MuJoCo is a physics engine renowned for creating highly realistic simulations of physical interactions, particularly in robotics. It offers detailed, physics-based environments that enable AI models to learn complex motion and control tasks. This dataset is critical for researchers focused on developing models that require an accurate representation of real-world dynamics.

Best For:

Training models for realistic robotic simulations.
Developing advanced control systems in simulated environments.
Benchmarking AI algorithms on physics-based tasks.

Link: MuJoCo

15. Robotics Datasets

Robotics datasets capture real-world sensor data and robot interactions, making them indispensable for embodied AI research. They offer rich, contextual information from varied robotic applications, ranging from industrial automation to service robots. These datasets enable the training of models that can navigate complex, physical environments with high reliability.

Best For:

Training AI for real-world robotic interactions.
Developing sensor-based decision-making systems.
Benchmarking embodied AI performance in dynamic environments.

Link: Robotics Datasets

Also Read: 10 Open Source Datasets for LLM Training

16. Atari Games

Atari Games is a classic dataset used as a benchmark for reinforcement learning algorithms.
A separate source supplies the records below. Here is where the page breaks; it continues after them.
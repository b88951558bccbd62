//! Property-Based Tests - Ingest Invariants
//!
//! Uses `proptest` to verify that the token bucket, the backoff policy
//! and the quote cache maintain their invariants across random inputs.

use std::time::Duration;

use chrono::{DateTime, Utc};
use proptest::prelude::*;

use feed_ingest::domain::backoff::BackoffPolicy;
use feed_ingest::domain::quote::{Quote, QuoteSource};
use feed_ingest::ports::sinks::QuoteSink;
use feed_ingest::usecases::quote_cache::QuoteCache;
use feed_ingest::usecases::rate_limiter::{RateLimiter, RateLimiterConfig};

fn at(offset_ms: i64) -> DateTime<Utc> {
    DateTime::<Utc>::from_timestamp_millis(1_700_000_000_000 + offset_ms).unwrap()
}

// ── Token Bucket Properties ────────────────────────────────

proptest! {
    /// Tokens stay within [0, capacity] whatever is requested.
    #[test]
    fn token_bucket_stays_in_bounds(
        capacity in 1.0f64..100.0,
        refill in 0.1f64..50.0,
        requests in prop::collection::vec(1u32..20, 1..60),
    ) {
        let limiter = RateLimiter::new(
            "prop",
            RateLimiterConfig { capacity, refill_per_sec: refill },
        ).unwrap();

        for n in requests {
            let before = limiter.available();
            let granted = limiter.try_acquire(n);
            let after = limiter.available();
            prop_assert!(after >= 0.0, "tokens went negative: {after}");
            prop_assert!(after <= capacity + 1e-9, "tokens above capacity: {after}");
            if f64::from(n) > capacity {
                prop_assert!(!granted, "granted {n} tokens from a bucket of {capacity}");
            }
            if !granted {
                prop_assert!(before < f64::from(n) + 1e-9);
            }
        }
    }
}

// ── Backoff Properties ─────────────────────────────────────

proptest! {
    /// Jittered delays never decrease and never exceed the cap.
    #[test]
    fn backoff_non_decreasing_up_to_cap(
        base_ms in 1u64..1_000,
        multiplier in 1.0f64..4.0,
        cap_factor in 1u64..100,
        jitter in 0.0f64..=1.0,
    ) {
        let base = Duration::from_millis(base_ms);
        let max = base * u32::try_from(cap_factor).unwrap();
        let policy = BackoffPolicy::new(base, multiplier, max, jitter).unwrap();

        let mut previous = Duration::ZERO;
        for attempt in 0..20 {
            let delay = policy.delay(attempt);
            prop_assert!(delay <= max, "attempt {attempt}: {delay:?} > cap {max:?}");
            // Float rounding in Duration::mul_f64 may cost a nanosecond.
            prop_assert!(
                delay + Duration::from_micros(1) >= previous,
                "attempt {attempt}: {delay:?} < {previous:?}"
            );
            prop_assert!(delay >= policy.nominal_delay(attempt));
            previous = delay;
        }
    }
}

// ── Quote Cache Properties ─────────────────────────────────

proptest! {
    /// Whatever order two poll quotes arrive in, the newer one is served.
    #[test]
    fn cache_reorder_idempotent(
        t1 in 0i64..1_000_000,
        gap in 1i64..1_000_000,
        v1 in 0.0f64..1_000.0,
        v2 in 0.0f64..1_000.0,
        newer_first in any::<bool>(),
    ) {
        let older = Quote::score("G1", v1, QuoteSource::Poll, at(t1));
        let newer = Quote::score("G1", v2, QuoteSource::Poll, at(t1 + gap));

        let (cache, _receivers) = QuoteCache::new(16, None);
        if newer_first {
            cache.ingest(newer.clone());
            cache.ingest(older);
        } else {
            cache.ingest(older);
            cache.ingest(newer.clone());
        }

        prop_assert_eq!(cache.get("G1"), Some(newer));
    }

    /// Replaying the same quote leaves the cache unchanged.
    #[test]
    fn cache_replay_is_idempotent(t in 0i64..1_000_000, v in 0.0f64..1_000.0, replays in 1usize..5) {
        let quote = Quote::book("X", v, v + 0.01, QuoteSource::Stream, at(t));
        let (cache, _receivers) = QuoteCache::new(16, None);
        for _ in 0..=replays {
            cache.ingest(quote.clone());
        }
        prop_assert_eq!(cache.get("X"), Some(quote));
        prop_assert_eq!(cache.instruments().len(), 1);
    }
}
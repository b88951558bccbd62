//! Ingest Error Taxonomy
//!
//! Every component-local failure is expressed as an `IngestError`.
//! Errors that make a component unusable never cross component
//! boundaries as errors; they surface as state transitions
//! (`ConnectionState::Failed`, `ServiceState::StoppedFatal`) instead.

use thiserror::Error;

/// Errors produced by the ingestion core.
#[derive(Debug, Clone, Error, PartialEq, Eq)]
pub enum IngestError {
    /// Network failure or timeout. Retried with backoff, never fatal by itself.
    #[error("transient I/O error: {0}")]
    TransientIo(String),

    /// Malformed or unexpected message. Dropped and counted.
    #[error("protocol error: {0}")]
    Protocol(String),

    /// Credential or signature rejected by the upstream.
    #[error("authentication failed: {0}")]
    Auth(String),

    /// Invalid interval, threshold or capacity. Raised at construction only.
    #[error("invalid configuration: {0}")]
    Configuration(String),

    /// Reported by a worker probe or lifecycle hook; drives the circuit breaker.
    #[error("fatal worker error: {0}")]
    FatalWorker(String),

    /// A blocking wait was interrupted by a shutdown signal.
    #[error("operation cancelled by shutdown")]
    Cancelled,
}

impl IngestError {
    /// Whether retrying the same operation can reasonably succeed.
    pub const fn is_retryable(&self) -> bool {
        matches!(self, Self::TransientIo(_) | Self::Protocol(_))
    }

    /// Shorthand used by constructors validating their inputs.
    pub fn config(message: impl Into<String>) -> Self {
        Self::Configuration(message.into())
    }
}

/// Result alias used across the crate.
pub type IngestResult<T> = Result<T, IngestError>;

#[cfg(test)]
mod tests {
    use super::*;

    #[test]
    fn test_retryable_classification() {
        assert!(IngestError::TransientIo("timeout".into()).is_retryable());
        assert!(IngestError::Protocol("bad json".into()).is_retryable());
        assert!(!IngestError::Auth("bad key".into()).is_retryable());
        assert!(!IngestError::Cancelled.is_retryable());
    }

    #[test]
    fn test_display_includes_detail() {
        let err = IngestError::config("interval must be positive");
        assert_eq!(
            err.to_string(),
            "invalid configuration: interval must be positive"
        );
    }
}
It provides a suite of game environments that challenge AI models with sequential decision-making tasks. This dataset remains a popular tool for testing and advancing AI performance in diverse, dynamic scenarios.

Best For:

Benchmarking reinforcement learning strategies.
Testing AI performance in varied game environments.
Developing algorithms for sequential decision-making.

Link: Atari Games

17. Web-crawled Interactions

Web-crawled interactions consist of large-scale user behavior data extracted from various online platforms. They capture authentic human interaction patterns and engagement metrics, offering valuable insights for training interactive agents. This dataset is particularly useful for developing AI that can understand and predict real-world user behavior on the web.

Best For:

Training interactive agents based on real user behavior.
Enhancing recommendation systems with dynamic interaction data.
Analyzing engagement trends for conversational AI.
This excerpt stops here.